• REQUIREMENT: The lines from the start of the records below through the line containing "const RESET_SEQNO = 0x0010;" are to be copied exactly, both ends included, with nothing added.

Source records
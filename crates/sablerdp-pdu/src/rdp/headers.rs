//! The two-layer PDU envelope above MCS: Share Control and Share Data.

use bitflags::bitflags;
use num_derive::{FromPrimitive, ToPrimitive};
use num_traits::{FromPrimitive as _, ToPrimitive as _};
use sablerdp_core::{
    cast_length, ensure_fixed_part_size, ensure_size, invalid_field_err, not_enough_bytes_err, other_err,
    read_padding, write_padding, Decode, DecodeResult, Encode, EncodeResult, ReadCursor, WriteCursor,
};

use crate::input::InputEventPdu;
use crate::rdp::capability_sets::{ClientConfirmActive, ServerDemandActive};
use crate::rdp::finalization_messages::{ControlPdu, FontPdu, SynchronizePdu};
use crate::rdp::refresh_rectangle::RefreshRectanglePdu;
use crate::rdp::server_error_info::ServerSetErrorInfoPdu;
use crate::rdp::suppress_output::SuppressOutputPdu;
use crate::update::ShareUpdate;

pub const BASIC_SECURITY_HEADER_SIZE: usize = 4;

const SHARE_DATA_HEADER_COMPRESSION_MASK: u8 = 0xF;
const SHARE_CONTROL_HEADER_MASK: u16 = 0xF;
const SHARE_CONTROL_HEADER_SIZE: usize = 2 * 3 + 4;
const PROTOCOL_VERSION: u16 = 0x10;

// ShareDataHeader field sizes
const PADDING_FIELD_SIZE: usize = 1;
const STREAM_ID_FIELD_SIZE: usize = 1;
const UNCOMPRESSED_LENGTH_FIELD_SIZE: usize = 2;
const PDU_TYPE_FIELD_SIZE: usize = 1;
const COMPRESSION_TYPE_FIELD_SIZE: usize = 1;
const COMPRESSED_LENGTH_FIELD_SIZE: usize = 2;

bitflags! {
    #[derive(Debug, Clone, Copy, PartialEq, Eq)]
    pub struct BasicSecurityHeaderFlags: u16 {
        const EXCHANGE_PKT = 0x0001;
        const TRANSPORT_REQ = 0x0002;
        const TRANSPORT_RSP = 0x0004;
        const ENCRYPT = 0x0008;
        const RESET_SEQNO = 0x0010;
        const IGNORE_SEQNO = 0x0020;
        const INFO_PKT = 0x0040;
        const LICENSE_PKT = 0x0080;
        const LICENSE_ENCRYPT_CS = 0x0200;
        const REDIRECTION_PKT = 0x0400;
        const SECURE_CHECKSUM = 0x0800;
        const AUTODETECT_REQ = 0x1000;
        const AUTODETECT_RSP = 0x2000;
        const HEARTBEAT = 0x4000;
        const FLAGSHI_VALID = 0x8000;
    }
}

#[derive(Debug, Clone, PartialEq, Eq)]
pub struct BasicSecurityHeader {
    pub flags: BasicSecurityHeaderFlags,
}

impl BasicSecurityHeader {
    const NAME: &'static str = "BasicSecurityHeader";

    pub const FIXED_PART_SIZE: usize = BASIC_SECURITY_HEADER_SIZE;
}

impl Encode for BasicSecurityHeader {
    fn encode(&self, dst: &mut WriteCursor<'_>) -> EncodeResult<()> {
        ensure_fixed_part_size!(in: dst);

        dst.write_u16(self.flags.bits());
        dst.write_u16(0); // flagsHi
        Ok(())
    }

    fn name(&self) -> &'static str {
        Self::NAME
    }

    fn size(&self) -> usize {
        Self::FIXED_PART_SIZE
    }
}

impl<'de> Decode<'de> for BasicSecurityHeader {
    fn decode(src: &mut ReadCursor<'de>) -> DecodeResult<Self> {
        ensure_fixed_part_size!(in: src);

        let flags = BasicSecurityHeaderFlags::from_bits(src.read_u16())
            .ok_or_else(|| invalid_field_err!("securityHeader", "invalid basic security header flags"))?;
        let _flags_hi = src.read_u16(); // unused

        Ok(Self { flags })
    }
}

#[derive(Debug, Copy, Clone, PartialEq, Eq, FromPrimitive, ToPrimitive)]
#[repr(u16)]
pub enum ShareControlPduType {
    DemandActivePdu = 0x1,
    ConfirmActivePdu = 0x3,
    DeactivateAllPdu = 0x6,
    DataPdu = 0x7,
    ServerRedirectConfirm = 0xA,
}

#[derive(Debug, Clone, PartialEq, Eq)]
pub struct ShareControlHeader {
    pub share_control_pdu: ShareControlPdu,
    pub pdu_source: u16,
    pub share_id: u32,
}

impl ShareControlHeader {
    const NAME: &'static str = "ShareControlHeader";

    const FIXED_PART_SIZE: usize = SHARE_CONTROL_HEADER_SIZE;
}

impl Encode for ShareControlHeader {
    fn encode(&self, dst: &mut WriteCursor<'_>) -> EncodeResult<()> {
        ensure_size!(in: dst, size: self.size());

        let pdu_type_with_version = PROTOCOL_VERSION
            | self
                .share_control_pdu
                .share_header_type()
                .to_u16()
                .ok_or_else(|| invalid_field_err!("pduType", "unrepresentable share control type"))?;

        dst.write_u16(cast_length!(
            "totalLength",
            self.share_control_pdu.size() + SHARE_CONTROL_HEADER_SIZE
        )?);
        dst.write_u16(pdu_type_with_version);
        dst.write_u16(self.pdu_source);
        dst.write_u32(self.share_id);

        self.share_control_pdu.encode(dst)
    }

    fn name(&self) -> &'static str {
        Self::NAME
    }

    fn size(&self) -> usize {
        Self::FIXED_PART_SIZE + self.share_control_pdu.size()
    }
}

impl<'de> Decode<'de> for ShareControlHeader {
    fn decode(src: &mut ReadCursor<'de>) -> DecodeResult<Self> {
        ensure_fixed_part_size!(in: src);

        let total_length = usize::from(src.read_u16());
        let pdu_type_with_version = src.read_u16();
        let pdu_source = src.read_u16();
        let share_id = src.read_u32();

        let pdu_type = ShareControlPduType::from_u16(pdu_type_with_version & SHARE_CONTROL_HEADER_MASK)
            .ok_or_else(|| invalid_field_err!("pduType", "invalid share control PDU type"))?;
        let pdu_version = pdu_type_with_version & !SHARE_CONTROL_HEADER_MASK;
        if pdu_version != PROTOCOL_VERSION {
            return Err(invalid_field_err!("pduVersion", "invalid share control PDU version"));
        }

        let share_control_pdu = ShareControlPdu::from_type(src, pdu_type)?;
        let header = Self {
            share_control_pdu,
            pdu_source,
            share_id,
        };

        if pdu_type == ShareControlPduType::DataPdu {
            // Some Windows versions append padding that is not part of the
            // inner unit; consume it.
            let header_length = header.size();

            if header_length != total_length {
                if total_length < header_length {
                    return Err(not_enough_bytes_err(Self::NAME, total_length, header_length));
                }

                let padding = total_length - header_length;
                ensure_size!(ctx: Self::NAME, in: src, size: padding);
                read_padding!(src, padding);
            }
        }

        Ok(header)
    }
}

#[derive(Debug, Clone, PartialEq, Eq)]
pub enum ShareControlPdu {
    ServerDemandActive(ServerDemandActive),
    ClientConfirmActive(ClientConfirmActive),
    Data(ShareDataHeader),
    ServerDeactivateAll,
}

impl ShareControlPdu {
    const NAME: &'static str = "ShareControlPdu";

    pub fn share_header_type(&self) -> ShareControlPduType {
        match self {
            ShareControlPdu::ServerDemandActive(_) => ShareControlPduType::DemandActivePdu,
            ShareControlPdu::ClientConfirmActive(_) => ShareControlPduType::ConfirmActivePdu,
            ShareControlPdu::Data(_) => ShareControlPduType::DataPdu,
            ShareControlPdu::ServerDeactivateAll => ShareControlPduType::DeactivateAllPdu,
        }
    }

    pub fn from_type(src: &mut ReadCursor<'_>, share_type: ShareControlPduType) -> DecodeResult<Self> {
        match share_type {
            ShareControlPduType::DemandActivePdu => {
                Ok(ShareControlPdu::ServerDemandActive(ServerDemandActive::decode(src)?))
            }
            ShareControlPduType::ConfirmActivePdu => {
                Ok(ShareControlPdu::ClientConfirmActive(ClientConfirmActive::decode(src)?))
            }
            ShareControlPduType::DataPdu => Ok(ShareControlPdu::Data(ShareDataHeader::decode(src)?)),
            ShareControlPduType::DeactivateAllPdu => {
                // The deactivation body (share id + source descriptor) is not used.
                src.read_remaining();
                Ok(ShareControlPdu::ServerDeactivateAll)
            }
            _ => Err(invalid_field_err!("shareType", "unexpected share control PDU type")),
        }
    }
}

impl Encode for ShareControlPdu {
    fn encode(&self, dst: &mut WriteCursor<'_>) -> EncodeResult<()> {
        match self {
            ShareControlPdu::ServerDemandActive(pdu) => pdu.encode(dst),
            ShareControlPdu::ClientConfirmActive(pdu) => pdu.encode(dst),
            ShareControlPdu::Data(header) => header.encode(dst),
            ShareControlPdu::ServerDeactivateAll => Ok(()),
        }
    }

    fn name(&self) -> &'static str {
        Self::NAME
    }

    fn size(&self) -> usize {
        match self {
            ShareControlPdu::ServerDemandActive(pdu) => pdu.size(),
            ShareControlPdu::ClientConfirmActive(pdu) => pdu.size(),
            ShareControlPdu::Data(header) => header.size(),
            ShareControlPdu::ServerDeactivateAll => 0,
        }
    }
}

#[derive(Debug, Copy, Clone, PartialEq, Eq, FromPrimitive, ToPrimitive)]
#[repr(u8)]
pub enum StreamPriority {
    Undefined = 0,
    Low = 1,
    Medium = 2,
    High = 4,
}

bitflags! {
    #[derive(Debug, Clone, Copy, PartialEq, Eq)]
    pub struct CompressionFlags: u8 {
        const COMPRESSED = 0x20;
        const AT_FRONT = 0x40;
        const FLUSHED = 0x80;
    }
}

• ANSWER TO THE PROBLEM:
filename crates/sablerdp-pdu/src/rdp/headers.rs
//! The two-layer PDU envelope above MCS: Share Control and Share Data.

use bitflags::bitflags;
use num_derive::{FromPrimitive, ToPrimitive};
use num_traits::{FromPrimitive as _, ToPrimitive as _};
use sablerdp_core::{
    cast_length, ensure_fixed_part_size, ensure_size, invalid_field_err, not_enough_bytes_err, other_err,
    read_padding, write_padding, Decode, DecodeResult, Encode, EncodeResult, ReadCursor, WriteCursor,
};

use crate::input::InputEventPdu;
use crate::rdp::capability_sets::{ClientConfirmActive, ServerDemandActive};
use crate::rdp::finalization_messages::{ControlPdu, FontPdu, SynchronizePdu};
use crate::rdp::refresh_rectangle::RefreshRectanglePdu;
use crate::rdp::server_error_info::ServerSetErrorInfoPdu;
use crate::rdp::suppress_output::SuppressOutputPdu;
use crate::update::ShareUpdate;

pub const BASIC_SECURITY_HEADER_SIZE: usize = 4;

const SHARE_DATA_HEADER_COMPRESSION_MASK: u8 = 0xF;
const SHARE_CONTROL_HEADER_MASK: u16 = 0xF;
const SHARE_CONTROL_HEADER_SIZE: usize = 2 * 3 + 4;
const PROTOCOL_VERSION: u16 = 0x10;

// ShareDataHeader field sizes
const PADDING_FIELD_SIZE: usize = 1;
const STREAM_ID_FIELD_SIZE: usize = 1;
const UNCOMPRESSED_LENGTH_FIELD_SIZE: usize = 2;
const PDU_TYPE_FIELD_SIZE: usize = 1;
const COMPRESSION_TYPE_FIELD_SIZE: usize = 1;
const COMPRESSED_LENGTH_FIELD_SIZE: usize = 2;

bitflags! {
    #[derive(Debug, Clone, Copy, PartialEq, Eq)]
    pub struct BasicSecurityHeaderFlags: u16 {
        const EXCHANGE_PKT = 0x0001;
        const TRANSPORT_REQ = 0x0002;
        const TRANSPORT_RSP = 0x0004;
        const ENCRYPT = 0x0008;
        const RESET_SEQNO = 0x0010;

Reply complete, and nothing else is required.